At school, I have a sixth-grade student I have taken on and whenever I can, I have him come into my office in the mornings and just write. I don't try to teach him much. I just want him to discover that he has important ideas and thoughts to share with the world, so I just give him my iPad and five minutes. Within the first month, he began to write more. When I first started working with him, he would only write a sentence or two. Just before Christmas, he wrote his homeroom teacher a letter of thanks: 

Dear,Mrs._____ .Thank you for being a good teacher to me and having my back and helping me on my work,trying to challenge me on a lot of things so i can go to the next level.When i was in 5 grade we got along with each other and we used to make jokes. but when it was time to start 6th grade i wanted you because i knew you could help me on my work.

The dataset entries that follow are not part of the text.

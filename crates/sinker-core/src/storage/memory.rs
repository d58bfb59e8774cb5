//! In-memory store implementations for tests and embedded scenarios.
//!
//! Semantics mirror the PostgreSQL stores exactly (same conflict rules,
//! same compare-and-swap behavior), but timestamps come from the injected
//! [`Clock`] so tests control time.

use std::{collections::HashMap, sync::Arc};

use chrono::{DateTime, Utc};
use tokio::sync::Mutex;

use crate::{
    error::{CoreError, Result},
    models::{
        EventId, EventStatus, NewEvent, NewSubscription, Subscription, SubscriptionId,
        SubscriptionUpdate, WebhookEvent,
    },
    storage::{EventStore, SubscriptionStore},
    time::{Clock, RealClock},
};

/// Event store over a mutexed map.
#[derive(Debug)]
pub struct InMemoryEventStore {
    events: Mutex<HashMap<EventId, WebhookEvent>>,
    clock: Arc<dyn Clock>,
}

impl InMemoryEventStore {
    /// Creates an empty store stamping timestamps from `clock`.
    pub fn new(clock: Arc<dyn Clock>) -> Self {
        Self { events: Mutex::new(HashMap::new()), clock }
    }
}

impl Default for InMemoryEventStore {
    fn default() -> Self {
        Self::new(Arc::new(RealClock))
    }
}

#[async_trait::async_trait]
impl EventStore for InMemoryEventStore {
    async fn create(&self, event: NewEvent) -> Result<WebhookEvent> {
        let now = self.clock.now_utc();
        let row = WebhookEvent {
            id: EventId::new(),
            url: event.url,
            method: event.method,
            headers: event.headers,
            payload: event.payload,
            status: EventStatus::Pending,
            attempts: 0,
            max_attempts: event.max_attempts.unwrap_or(crate::models::DEFAULT_MAX_ATTEMPTS),
            response_time_ms: None,
            error_message: None,
            created_at: now,
            updated_at: now,
        };

        self.events.lock().await.insert(row.id, row.clone());

        Ok(row)
    }

    async fn get(&self, id: EventId) -> Result<Option<WebhookEvent>> {
        Ok(self.events.lock().await.get(&id).cloned())
    }

    async fn save(&self, event: &WebhookEvent) -> Result<()> {
        let now = self.clock.now_utc();
        let mut events = self.events.lock().await;

        let stored = events
            .get_mut(&event.id)
            .ok_or_else(|| CoreError::not_found(format!("webhook event {} not found", event.id)))?;

        let created_at = stored.created_at;
        *stored = event.clone();
        stored.created_at = created_at;
        stored.updated_at = now;

        Ok(())
    }

    async fn save_if_attempts(
        &self,
        event: &WebhookEvent,
        expected_attempts: i32,
    ) -> Result<bool> {
        let now = self.clock.now_utc();
        let mut events = self.events.lock().await;

        match events.get_mut(&event.id) {
            Some(stored) if stored.attempts == expected_attempts => {
                let created_at = stored.created_at;
                *stored = event.clone();
                stored.created_at = created_at;
                stored.updated_at = now;
                Ok(true)
            },
            // Counter moved on or row deleted: the write is stale.
            _ => Ok(false),
        }
    }

    async fn list_by_status(
        &self,
        status: EventStatus,
        limit: i64,
        older_than: Option<DateTime<Utc>>,
    ) -> Result<Vec<WebhookEvent>> {
        let events = self.events.lock().await;
        let mut rows: Vec<WebhookEvent> = events
            .values()
            .filter(|e| e.status == status)
            .filter(|e| older_than.map_or(true, |cutoff| e.updated_at < cutoff))
            .cloned()
            .collect();
        drop(events);

        rows.sort_by(|a, b| b.created_at.cmp(&a.created_at));
        rows.truncate(usize::try_from(limit).unwrap_or(0));

        Ok(rows)
    }

    async fn list_recent(&self, limit: i64) -> Result<Vec<WebhookEvent>> {
        let events = self.events.lock().await;
        let mut rows: Vec<WebhookEvent> = events.values().cloned().collect();
        drop(events);

        rows.sort_by(|a, b| b.created_at.cmp(&a.created_at));
        rows.truncate(usize::try_from(limit).unwrap_or(0));

        Ok(rows)
    }

    async fn count(&self) -> Result<i64> {
        Ok(self.events.lock().await.len() as i64)
    }

    async fn count_by_status(&self, status: EventStatus) -> Result<i64> {
        let events = self.events.lock().await;
        Ok(events.values().filter(|e| e.status == status).count() as i64)
    }

    async fn average_response_time(&self) -> Result<Option<f64>> {
        let events = self.events.lock().await;
        let samples: Vec<i64> = events.values().filter_map(|e| e.response_time_ms).collect();
        drop(events);

        if samples.is_empty() {
            return Ok(None);
        }

        let sum: i64 = samples.iter().sum();
        #[allow(clippy::cast_precision_loss)]
        Ok(Some(sum as f64 / samples.len() as f64))
    }

    async fn delete(&self, id: EventId) -> Result<()> {
        self.events
            .lock()
            .await
            .remove(&id)
            .map(|_| ())
            .ok_or_else(|| CoreError::not_found(format!("webhook event {id} not found")))
    }
}

/// Subscription store over a mutexed map.
#[derive(Debug)]
pub struct InMemorySubscriptionStore {
    subscriptions: Mutex<HashMap<SubscriptionId, Subscription>>,
    clock: Arc<dyn Clock>,
}

impl InMemorySubscriptionStore {
    /// Creates an empty store stamping timestamps from `clock`.
    pub fn new(clock: Arc<dyn Clock>) -> Self {
        Self { subscriptions: Mutex::new(HashMap::new()), clock }
    }
}

impl Default for InMemorySubscriptionStore {
    fn default() -> Self {
        Self::new(Arc::new(RealClock))
    }
}

#[async_trait::async_trait]
impl SubscriptionStore for InMemorySubscriptionStore {
    async fn create(&self, subscription: NewSubscription) -> Result<Subscription> {
        let now = self.clock.now_utc();
        let mut subscriptions = self.subscriptions.lock().await;

        if subscriptions.values().any(|s| s.url == subscription.url) {
            return Err(CoreError::conflict(format!(
                "subscription url {} already registered",
                subscription.url
            )));
        }

        let row = Subscription {
            id: SubscriptionId::new(),
            name: subscription.name,
            url: subscription.url,
            events: sqlx::types::Json(subscription.events),
            secret: subscription.secret,
            active: subscription.active.unwrap_or(true),
            created_at: now,
            updated_at: now,
        };
        subscriptions.insert(row.id, row.clone());

        Ok(row)
    }

    async fn get(&self, id: SubscriptionId) -> Result<Option<Subscription>> {
        Ok(self.subscriptions.lock().await.get(&id).cloned())
    }

    async fn list(&self) -> Result<Vec<Subscription>> {
        let subscriptions = self.subscriptions.lock().await;
        let mut rows: Vec<Subscription> = subscriptions.values().cloned().collect();
        drop(subscriptions);

        rows.sort_by(|a, b| b.created_at.cmp(&a.created_at));

        Ok(rows)
    }

    async fn list_active(&self) -> Result<Vec<Subscription>> {
        let subscriptions = self.subscriptions.lock().await;
        let mut rows: Vec<Subscription> =
            subscriptions.values().filter(|s| s.active).cloned().collect();
        drop(subscriptions);

        rows.sort_by(|a, b| b.created_at.cmp(&a.created_at));

        Ok(rows)
    }

    async fn update(
        &self,
        id: SubscriptionId,
        update: SubscriptionUpdate,
    ) -> Result<Subscription> {
        let now = self.clock.now_utc();
        let mut subscriptions = self.subscriptions.lock().await;

        if let Some(url) = &update.url {
            if subscriptions.values().any(|s| s.id != id && s.url == *url) {
                return Err(CoreError::conflict(format!(
                    "subscription url {url} already registered"
                )));
            }
        }

        let stored = subscriptions
            .get_mut(&id)
            .ok_or_else(|| CoreError::not_found(format!("subscription {id} not found")))?;

        if let Some(name) = update.name {
            stored.name = name;
        }
        if let Some(url) = update.url {
            stored.url = url;
        }
        if let Some(events) = update.events {
            stored.events = sqlx::types::Json(events);
        }
        if let Some(secret) = update.secret {
            stored.secret = secret;
        }
        if let Some(active) = update.active {
            stored.active = active;
        }
        stored.updated_at = now;

        Ok(stored.clone())
    }

    async fn delete(&self, id: SubscriptionId) -> Result<()> {
        self.subscriptions
            .lock()
            .await
            .remove(&id)
            .map(|_| ())
            .ok_or_else(|| CoreError::not_found(format!("subscription {id} not found")))
    }
}
/// Event lifecycle status.
///
/// Events progress through these states during delivery:
///
/// ```text
/// Pending ---(dispatch ok)----------------> Success   [terminal]
/// Pending ---(dispatch err, attempts<max)-> Pending   (retry eligible)
/// Pending ---(dispatch err, attempts==max)> Failed    [terminal]
/// Retrying --(dispatch runs)--------------> same branches as Pending
/// ```
///
/// `Retrying` is entered only through an explicit manual retry request and
/// behaves exactly like `Pending` once dispatch executes.
#[derive(Debug, Clone, Copy, PartialEq, Eq, Hash, Serialize, Deserialize)]
#[serde(rename_all = "snake_case")]
pub enum EventStatus {
    /// Waiting for delivery, either fresh or after a failed attempt.
    Pending,

    /// Manually re-queued for delivery.
    Retrying,

    /// Delivered to the destination. Terminal.
    Success,

    /// All attempts exhausted. Terminal.
    Failed,
}

impl EventStatus {
    /// True for states the automatic retry path never leaves.
    pub fn is_terminal(self) -> bool {
        matches!(self, Self::Success | Self::Failed)
    }
}

impl fmt::Display for EventStatus {
    fn fmt(&self, f: &mut fmt::Formatter<'_>) -> fmt::Result {
        match self {
            Self::Pending => write!(f, "pending"),
            Self::Retrying => write!(f, "retrying"),
            Self::Success => write!(f, "success"),
            Self::Failed => write!(f, "failed"),
        }
    }
}

impl sqlx::Type<PgDb> for EventStatus {
    fn type_info() -> PgTypeInfo {
        <&str as sqlx::Type<PgDb>>::type_info()
    }
}

impl<'r> sqlx::Decode<'r, PgDb> for EventStatus {
    fn decode(value: PgValueRef<'r>) -> Result<Self, BoxDynError> {
        let s = <&str as sqlx::Decode<PgDb>>::decode(value)?;
        match s {
            "pending" => Ok(Self::Pending),
            "retrying" => Ok(Self::Retrying),
            "success" => Ok(Self::Success),
            "failed" => Ok(Self::Failed),
            _ => Err(format!("invalid event status: {s}").into()),
        }
    }
}

impl sqlx::Encode<'_, PgDb> for EventStatus {
    fn encode_by_ref(&self, buf: &mut PgArgumentBuffer) -> EncodeResult {
        <String as sqlx::Encode<PgDb>>::encode_by_ref(&self.to_string(), buf)
    }
}

/// HTTP methods supported for webhook delivery.
#[derive(Debug, Clone, Copy, PartialEq, Eq, Hash, Serialize, Deserialize, Default)]
#[serde(rename_all = "UPPERCASE")]
pub enum HttpMethod {
    /// HTTP POST method (default).
    #[default]
    Post,
    /// HTTP PUT method.
    Put,
    /// HTTP PATCH method.
    Patch,
}

impl fmt::Display for HttpMethod {
    fn fmt(&self, f: &mut fmt::Formatter<'_>) -> fmt::Result {
        match self {
            Self::Post => write!(f, "POST"),
            Self::Put => write!(f, "PUT"),
            Self::Patch => write!(f, "PATCH"),
        }
    }
}

impl sqlx::Type<PgDb> for HttpMethod {
    fn type_info() -> PgTypeInfo {
        <&str as sqlx::Type<PgDb>>::type_info()
    }
}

Not perfect, but I'm not letting perfect get in the way of good... On January 16th, just a few weeks later, he wrote about his dad, a person we never hear about:

Last Sunday my Father called my mom and said he wanted to talk to me. When my mom gave me the phone he said that he got new car.Also he said he has two jobs now to support me when i see him at his new house.My father got the 2015 cadillac,and a new pet.He got a lizard that has spikes on the side of his body all the way to his tail.I told my dad congrats on his car and pet i also said i love him and that i like how he is approving a lot of goals that he told me.So now im proud of my Father.
Okay, I got a little teary here. We have so much power when we write. I love sharing it with the people around me.

Happy slicing,


  1. Melanie, writing gives everyone a chance to let the voice take flight. I am amazed that you were able to have family write time. I do believe in the sacredness of the family table so talking about writing is powerful. Thank you for sharing that. I think tonight I will talk about that at dinner. My son is still trying to think about his winter whispering and unless I get the right photo with my husband, he will never come up with a writing piece on his own. He is too immersed in his newspapers and politics but I am hopeful. Writing is a connector.

  2. I love that you put your thoughts into action...with your family, it binds you up tight. With this little guy that you are letting use your i-pad and sit....wow...it is powerful and life changing that you care enough to hear what he is saying. xo

  3. I love how you are empowering those around you through writing, Melanie! I, too, had tears when I read your students most recent entry! And, your closing words, "we have so much power when we write", is a mantra :-) My son is only five, but I want to start our own Five Minute Writes. Thanks for the inspiration!

  4. To be proud of his dad - there is a beautiful story here, Melanie, and now this boy can write it.

  5. I loved this glimpse into your world Melanie. What an amazing mom you are. What an amazing teacher.
    Quick writes definitely ease reluctant writers into the fray. Thanks for the reminder about them. I miss being directly involved with students...it is nice to have small opportunities when they do come. That was so very touching about the daughter that doesn't share, but invites you to read in her own quiet way.

  6. I love that you bring the power of writing to your family time at home. My kindergarten son is all into writing and we have random moments of writing- my dream! I think he'd live to participate in family writing time. Thanks for the idea.

  7. I'm a little teary... so much that I love in this post Melanie. The discoveries you have nudged the people in your life to make through simply writing five minutes are truly beautiful.

  8. Some kids would never think to be proud of their parents. They are always trying to make their parents proud of them. An interesting role reversal there with a much deeper story. Writing can lead us on so many paths. I am proud of you for getting your family to write together. I look forward to hearing more about your own father.

  9. I was just thinking about your family writing time. Glad to know you're making time for it in your busy schedule. Your student is so lucky to have you supporting him and "not letting perfect get in the way of good." Progress is often slow and hardly ever linear. Congratulations to you both!